This seems like a really silly question, it seems like the longer something has been standing, the more likely it will be to lie down. But in fact, the answer is not so simple, and the question isn’t so silly. Instead of asking whether the cow is likely to lie down the longer it’s been standing, however, we should ask whether it’s likely to stand the longer it’s been lying down. A small, but important, distinction.

Tolkamp et al. “Are cows more likely to lie down the longer they stand?” Applied Animal Behavior Science, 2010.


(Is she going to lie down? How about now? Place your bets, gentlemen. Source)

Tolkamp may be an expert in studying cows, but even he readily admits that it can be “pretty boring.” And looking at whether cows are more likely to sit or stand? Seems like a very boring way of driving yourself off the deep end. However, there is a method to the bovine madness.

Why do it? Because it’s important for the cow’s quality of life.
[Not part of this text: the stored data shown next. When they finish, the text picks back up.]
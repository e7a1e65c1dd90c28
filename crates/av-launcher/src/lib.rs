//! # av-launcher
//!
//! Renders a launch configuration into a single optimizer process
//! invocation (argument list plus scoped `CUDA_VISIBLE_DEVICES`), spawns
//! it with inherited stdio, and relays its exit status.

pub mod command;
pub mod launcher;

pub use command::{
    render_visible_devices, Invocation, DEFAULT_INTERPRETER, DEVICE_VISIBILITY_VAR,
    OPTIMIZER_ENTRY_POINT,
};
pub use launcher::{relay_code, LaunchRecord, LaunchState, Launcher};
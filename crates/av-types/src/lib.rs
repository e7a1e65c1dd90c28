//! # av-types
//!
//! Core types for the AvaTaR optimizer runner: the launch configuration,
//! the LLM model registry, and the shared error taxonomy.

pub mod config;
pub mod errors;
pub mod models;

pub use config::*;
pub use errors::*;
pub use models::*;
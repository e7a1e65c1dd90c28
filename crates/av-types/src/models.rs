//! Registry and routing for the text-completion models the optimizer accepts.
//!
//! The optimizer routes a model identifier to a backend family by substring
//! and applies that backend's retry profile. The launcher only consults the
//! registry to warn about identifiers the optimizer will not recognize; an
//! unregistered model is not a launch failure.

/// Model identifiers the optimizer ships routing for.
pub const REGISTERED_LLMS: &[&str] = &[
    "gpt-4-1106-preview",
    "gpt-4-0125-preview",
    "gpt-4-turbo-preview",
    "gpt-4-turbo",
    "gpt-4-turbo-2024-04-09",
    "claude-2.1",
    "claude-3-opus-20240229",
    "claude-3-sonnet-20240229",
    "claude-3-haiku-20240307",
    "huggingface/codellama/CodeLlama-7b-hf",
    "gemma-2-9b-it",
    "gemma-2-27b-it",
    "gemma-3-27b-it",
    "gemini-1.5-flash",
    "gemini-1.5-pro",
];

/// Backend family a model identifier routes to.
#[derive(Debug, Clone, Copy, PartialEq, Eq)]
pub enum ModelBackend {
    OpenAi,
    Anthropic,
    Gemini,
    HuggingFace,
}

impl ModelBackend {
    /// Retry budget (attempts, sleep seconds) the optimizer uses per backend.
    pub fn retry_profile(&self) -> (u32, u64) {
        match self {
            ModelBackend::OpenAi => (5, 60),
            ModelBackend::Anthropic => (100, 5),
            ModelBackend::Gemini => (5, 30),
            ModelBackend::HuggingFace => (1, 0),
        }
    }
}

/// Route a model identifier to its backend family, if any.
pub fn backend_for(model: &str) -> Option<ModelBackend> {
    if model.contains("gpt-4") {
        Some(ModelBackend::OpenAi)
    } else if model.contains("claude") {
        Some(ModelBackend::Anthropic)
    } else if model.contains("gemma") || model.contains("gemini") {
        Some(ModelBackend::Gemini)
    } else if model.contains("huggingface") {
        Some(ModelBackend::HuggingFace)
    } else {
        None
    }
}

/// Whether the optimizer ships this identifier in its registry.
pub fn is_registered(model: &str) -> bool {
    REGISTERED_LLMS.contains(&model)
}
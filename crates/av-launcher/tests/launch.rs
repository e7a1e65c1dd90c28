//! End-to-end launch tests using stand-in interpreters, so no Python
//! installation is required. `true` and `false` accept and ignore the
//! rendered optimizer arguments.

use av_launcher::Launcher;
use av_types::{LaunchConfig, LaunchError};

#[tokio::test]
async fn zero_exit_is_relayed() {
    let record = Launcher::new()
        .with_interpreter("true")
        .launch(&LaunchConfig::default())
        .await
        .unwrap();

    assert!(record.success());
    assert_eq!(record.exit_code, 0);
    assert!(record.started_at.is_some());
    assert!(record.finished_at.is_some());
}

#[tokio::test]
async fn nonzero_exit_is_relayed_not_an_error() {
    let record = Launcher::new()
        .with_interpreter("false")
        .launch(&LaunchConfig::default())
        .await
        .unwrap();

    assert!(!record.success());
    assert_eq!(record.exit_code, 1);

    match record.into_result() {
        Err(LaunchError::Propagated { code: 1 }) => (),
        other => panic!("expected Propagated, got {other:?}"),
    }
}

#[tokio::test]
async fn missing_interpreter_is_a_launch_failure() {
    let result = Launcher::new()
        .with_interpreter("definitely-not-a-real-python-interpreter")
        .launch(&LaunchConfig::default())
        .await;

    match result {
        Err(LaunchError::Spawn { program, .. }) => {
            assert_eq!(program, "definitely-not-a-real-python-interpreter");
        }
        other => panic!("expected Spawn error, got {other:?}"),
    }
}

#[cfg(unix)]
#[tokio::test]
async fn timeout_kills_the_child() {
    use std::os::unix::fs::PermissionsExt;

    // A stand-in interpreter that ignores its arguments and hangs.
    let dir = tempfile::tempdir().unwrap();
    let script = dir.path().join("hang.sh");
    std::fs::write(&script, "#!/bin/sh\nsleep 30\n").unwrap();
    std::fs::set_permissions(&script, std::fs::Permissions::from_mode(0o755)).unwrap();

    let result = Launcher::new()
        .with_interpreter(script.to_str().unwrap())
        .with_timeout(std::time::Duration::from_millis(100))
        .launch(&LaunchConfig::default())
        .await;

    assert!(matches!(
        result,
        Err(LaunchError::TimedOut { timeout_secs: 0 })
    ));
}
Cows, you see, are prey animals. It is NOT in their best interest to show when they are not feeling well, say when a leg hurts. After all, a limping cow to any predator looks like dinner. They will walk without a limp until the last possible moment, which can mean they are beyond anything but major medical intervention. If the cow had shown a little pain, the herder might have been able to get the foot infection, say, before it got too far.

This means if you’re the person who wants to keep healthy cows, you need to find ways to tell when a cow isn’t up to its usual bovine self. But since a cow won’t limp…what do you do?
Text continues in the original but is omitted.